On Thu, Mar 19, 2009 at 6:26 AM, Luis Zarrabeitia <ky...@uh.cu> wrote:
>
> What's the preferred style to document code in python? I usually do something
> like this:
>
> ===
> def somefunction(arg1, arg2, out = sys.stdout):
>    """ This function does blahblablha with the string arg1, using
>    the tuple of ints arg2 as the control sequence, and prints the
>    result to out (defaults to sys.stdout) """
> ===
>
> That seems sub-optimal, I can't rapidly see what are you expecting from the
> arguments or the return value. I've seen some docstrings with the style
>
> ===
> def somefunction(arg1, ar2, out = sys.stdout):
>    """ brief description, possibly involving <some symbol>arg1, <some symbol>
>        arg2 and <some symbol> arg3>
>        <some symbol> arg1: string, some description
>        ...
>    """
> ===
>
> I guess there are several languages for writing the docstring.
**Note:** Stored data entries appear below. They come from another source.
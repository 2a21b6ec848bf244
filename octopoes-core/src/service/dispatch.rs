//! Reactions to committed changes.
//!
//! Every handler only writes through the service's own session. Whatever it
//! changes produces new events after the next commit, so a single event is
//! never handled recursively.

use std::collections::BTreeMap;

use chrono::{DateTime, Utc};
use octopoes_model::{
    Config, Ooi, Origin, OriginParameter, OriginType, Reference, ScanProfile,
};
use tracing::{debug, instrument};

use crate::{
    error::{OctopoesError, OptionalExt, Result},
    events::{ChangeEvent, DbEvent, EntityType, OperationType},
    repositories::OriginFilter,
    service::ConsistencyService,
};

/// What a change calls for.
#[derive(Debug, Clone, Copy, PartialEq, Eq)]
pub(crate) enum Handler {
    OoiCreated,
    OoiUpdated,
    OoiDeleted,
    OriginCreated,
    OriginUpdated,
    OriginDeleted,
    ParameterChanged,
    ScanProfileChanged,
}

impl Handler {
    pub(crate) fn for_event(
        operation: OperationType,
        entity: EntityType,
    ) -> Option<Handler> {
        use EntityType as E;
        use OperationType as O;

        match (entity, operation) {
            (E::Ooi, O::Create) => Some(Handler::OoiCreated),
            (E::Ooi, O::Update) => Some(Handler::OoiUpdated),
            (E::Ooi, O::Delete) => Some(Handler::OoiDeleted),
            (E::Origin, O::Create) => Some(Handler::OriginCreated),
            (E::Origin, O::Update) => Some(Handler::OriginUpdated),
            (E::Origin, O::Delete) => Some(Handler::OriginDeleted),
            (E::OriginParameter, O::Create | O::Delete) => {
                Some(Handler::ParameterChanged)
            }
            // Parameters are immutable: their id is their content.
            (E::OriginParameter, O::Update) => None,
            (E::ScanProfile, _) => Some(Handler::ScanProfileChanged),
        }
    }
}

fn required<'a, T>(value: &'a Option<T>, what: &str) -> Result<&'a T> {
    value.as_ref().ok_or_else(|| {
        OctopoesError::Validation(format!("event without {what}"))
    })
}

impl ConsistencyService {
    /// Applies the consequences of one committed change.
    #[instrument(
        skip(self, event),
        fields(
            operation = event.operation_type().as_str(),
            entity = event.entity_type().as_str(),
        )
    )]
    pub async fn process_event(&self, event: &DbEvent) -> Result<()> {
        let Some(handler) =
            Handler::for_event(event.operation_type(), event.entity_type())
        else {
            debug!("no handler");
            return Ok(());
        };
        let valid_time = event.valid_time();

        match (handler, event) {
            (Handler::OoiCreated, DbEvent::Ooi(change)) => {
                self.on_ooi_created(required(&change.new_data, "new_data")?, valid_time)
                    .await
            }
            (Handler::OoiUpdated, DbEvent::Ooi(change)) => {
                self.on_ooi_updated(required(&change.new_data, "new_data")?, valid_time)
                    .await
            }
            (Handler::OoiDeleted, DbEvent::Ooi(change)) => {
                let old = required(&change.old_data, "old_data")?;
                self.on_ooi_deleted(&old.reference(), valid_time).await
            }
            (Handler::OriginCreated, DbEvent::Origin(change)) => {
                let origin = required(&change.new_data, "new_data")?;
                if origin.origin_type == OriginType::Inference {
                    self.run_inference(origin, valid_time).await?;
                }
                Ok(())
            }
            (Handler::OriginUpdated, DbEvent::Origin(change)) => {
                let old = required(&change.old_data, "old_data")?;
                let new = required(&change.new_data, "new_data")?;
                for reference in old.dereferenced(new) {
                    self.delete_if_unreferenced(&reference, valid_time).await?;
                }
                Ok(())
            }
            (Handler::OriginDeleted, DbEvent::Origin(change)) => {
                let old = required(&change.old_data, "old_data")?;
                for reference in old.result_set() {
                    self.delete_if_unreferenced(reference, valid_time).await?;
                }
                Ok(())
            }
            (Handler::ParameterChanged, DbEvent::OriginParameter(change)) => {
                self.on_parameter_changed(change, valid_time).await
            }
            (Handler::ScanProfileChanged, DbEvent::ScanProfile(event)) => {
                self.rerun_inferences_from(&event.reference, valid_time)
                    .await
            }
            (handler, event) => Err(OctopoesError::Validation(format!(
                "{handler:?} cannot handle {} events",
                event.entity_type().as_str()
            ))),
        }
    }

    async fn on_ooi_created(
        &self,
        ooi: &Ooi,
        valid_time: DateTime<Utc>,
    ) -> Result<()> {
        let reference = ooi.reference();
        let object_type = ooi.object_type();

        let profile = self
            .repositories
            .scan_profiles
            .get(&reference, valid_time)
            .await
            .optional()?;
        if profile.is_none() {
            self.repositories
                .scan_profiles
                .save(None, &ScanProfile::empty(reference.clone()), valid_time)
                .await?;
        }

        for definition in self.enabled_bits() {
            if definition.consumes_type(object_type) {
                let origin = Origin::inference(&definition.id, reference.clone());
                self.repositories.origins.save(&origin, valid_time).await?;
            }

            for parameter in &definition.parameters {
                if !parameter.ooi_type.covers(object_type) {
                    continue;
                }
                let depth = parameter.relation_path.split('.').count();
                let Some(tree) = self
                    .repositories
                    .oois
                    .get_tree(&reference, valid_time, &[], depth)
                    .await
                    .optional()?
                else {
                    continue;
                };

                for ancestor in tree.find_relation(&parameter.relation_path) {
                    if !definition.consumes_type(ancestor.object_type()) {
                        continue;
                    }
                    let owner =
                        Origin::inference(&definition.id, ancestor.reference());
                    self.repositories
                        .origin_parameters
                        .save(
                            &OriginParameter::new(owner.id(), reference.clone()),
                            valid_time,
                        )
                        .await?;
                }
            }
        }

        if let Ooi::Config(config) = ooi {
            self.rerun_configured_bit(config, valid_time).await?;
        }
        Ok(())
    }

    async fn on_ooi_updated(
        &self,
        ooi: &Ooi,
        valid_time: DateTime<Utc>,
    ) -> Result<()> {
        let reference = ooi.reference();

        // Keyed by id: an origin can be reached both as source and through
        // one of its parameters.
        let mut origins: BTreeMap<String, Origin> = self
            .repositories
            .origins
            .list_origins(
                &OriginFilter::new()
                    .source(reference.clone())
                    .origin_type(OriginType::Inference),
                valid_time,
            )
            .await?
            .into_iter()
            .map(|origin| (origin.id(), origin))
            .collect();

        let parameters = self
            .repositories
            .origin_parameters
            .list_by_reference(&reference, valid_time)
            .await?;
        for parameter in parameters {
            if origins.contains_key(&parameter.origin_id) {
                continue;
            }
            if let Some(origin) = self
                .repositories
                .origins
                .get(&parameter.origin_id, valid_time)
                .await
                .optional()?
                && origin.origin_type == OriginType::Inference
            {
                origins.insert(parameter.origin_id, origin);
            }
        }

        for origin in origins.values() {
            self.run_inference(origin, valid_time).await?;
        }

        if let Ooi::Config(config) = ooi {
            self.rerun_configured_bit(config, valid_time).await?;
        }
        Ok(())
    }

    /// Cascades a removed object to the provenance that depends on it.
    async fn on_ooi_deleted(
        &self,
        reference: &Reference,
        valid_time: DateTime<Utc>,
    ) -> Result<()> {
        let origins = self
            .repositories
            .origins
            .list_origins(&OriginFilter::new().source(reference.clone()), valid_time)
            .await?;
        for origin in &origins {
            self.repositories.origins.delete(origin, valid_time).await?;
        }

        let parameters = self
            .repositories
            .origin_parameters
            .list_by_reference(reference, valid_time)
            .await?;
        for parameter in &parameters {
            self.repositories
                .origin_parameters
                .delete(parameter, valid_time)
                .await?;
        }

        debug!(
            reference = %reference,
            origins = origins.len(),
            parameters = parameters.len(),
            "cascaded object delete"
        );
        self.delete_scan_profile(reference, valid_time).await
    }

    async fn on_parameter_changed(
        &self,
        change: &ChangeEvent<OriginParameter>,
        valid_time: DateTime<Utc>,
    ) -> Result<()> {
        let Some(parameter) = change.latest() else {
            return Err(OctopoesError::Validation(
                "origin parameter event without data".into(),
            ));
        };
        match self
            .repositories
            .origins
            .get(&parameter.origin_id, valid_time)
            .await
            .optional()?
        {
            Some(origin) => self.run_inference(&origin, valid_time).await,
            None => {
                debug!(origin = %parameter.origin_id, "parameter owner is gone");
                Ok(())
            }
        }
    }

    async fn rerun_inferences_from(
        &self,
        source: &Reference,
        valid_time: DateTime<Utc>,
    ) -> Result<()> {
        let origins = self
            .repositories
            .origins
            .list_origins(
                &OriginFilter::new()
                    .source(source.clone())
                    .origin_type(OriginType::Inference),
                valid_time,
            )
            .await?;
        for origin in &origins {
            self.run_inference(origin, valid_time).await?;
        }
        Ok(())
    }

    /// Reruns every inference of the bit a `Config` object configures.
    async fn rerun_configured_bit(
        &self,
        config: &Config,
        valid_time: DateTime<Utc>,
    ) -> Result<()> {
        let configurable = self
            .bits
            .get(&config.bit_id)
            .is_some_and(|bit| bit.definition().config_ooi_relation_path.is_some());
        if !configurable {
            return Ok(());
        }

        let origins = self
            .repositories
            .origins
            .list_origins(
                &OriginFilter::new()
                    .methods([config.bit_id.as_str()])
                    .origin_type(OriginType::Inference),
                valid_time,
            )
            .await?;
        debug!(bit = %config.bit_id, origins = origins.len(), "rerunning configured bit");
        for origin in &origins {
            self.run_inference(origin, valid_time).await?;
        }
        Ok(())
    }
}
The question 
> is,
> which is the preferred one in python, and where can I learn the syntax? (the 
> one
> that python documentation viewers understand better? the one used by the
> stdlib?) How should/in what order should I write the docs? (brief description,
> argument types, return type, followed perhaps by some doctests).

It's pretty subjective based on which documentation generator you use
(or if you don't use one at all, just your personal style), but
personally I'd recommend reStructuredText and Sphinx
(http://sphinx.pocoo.org/) since they're used for the std lib's very
spiffy new docs. See the Sphinx homepage for how to learn the syntax.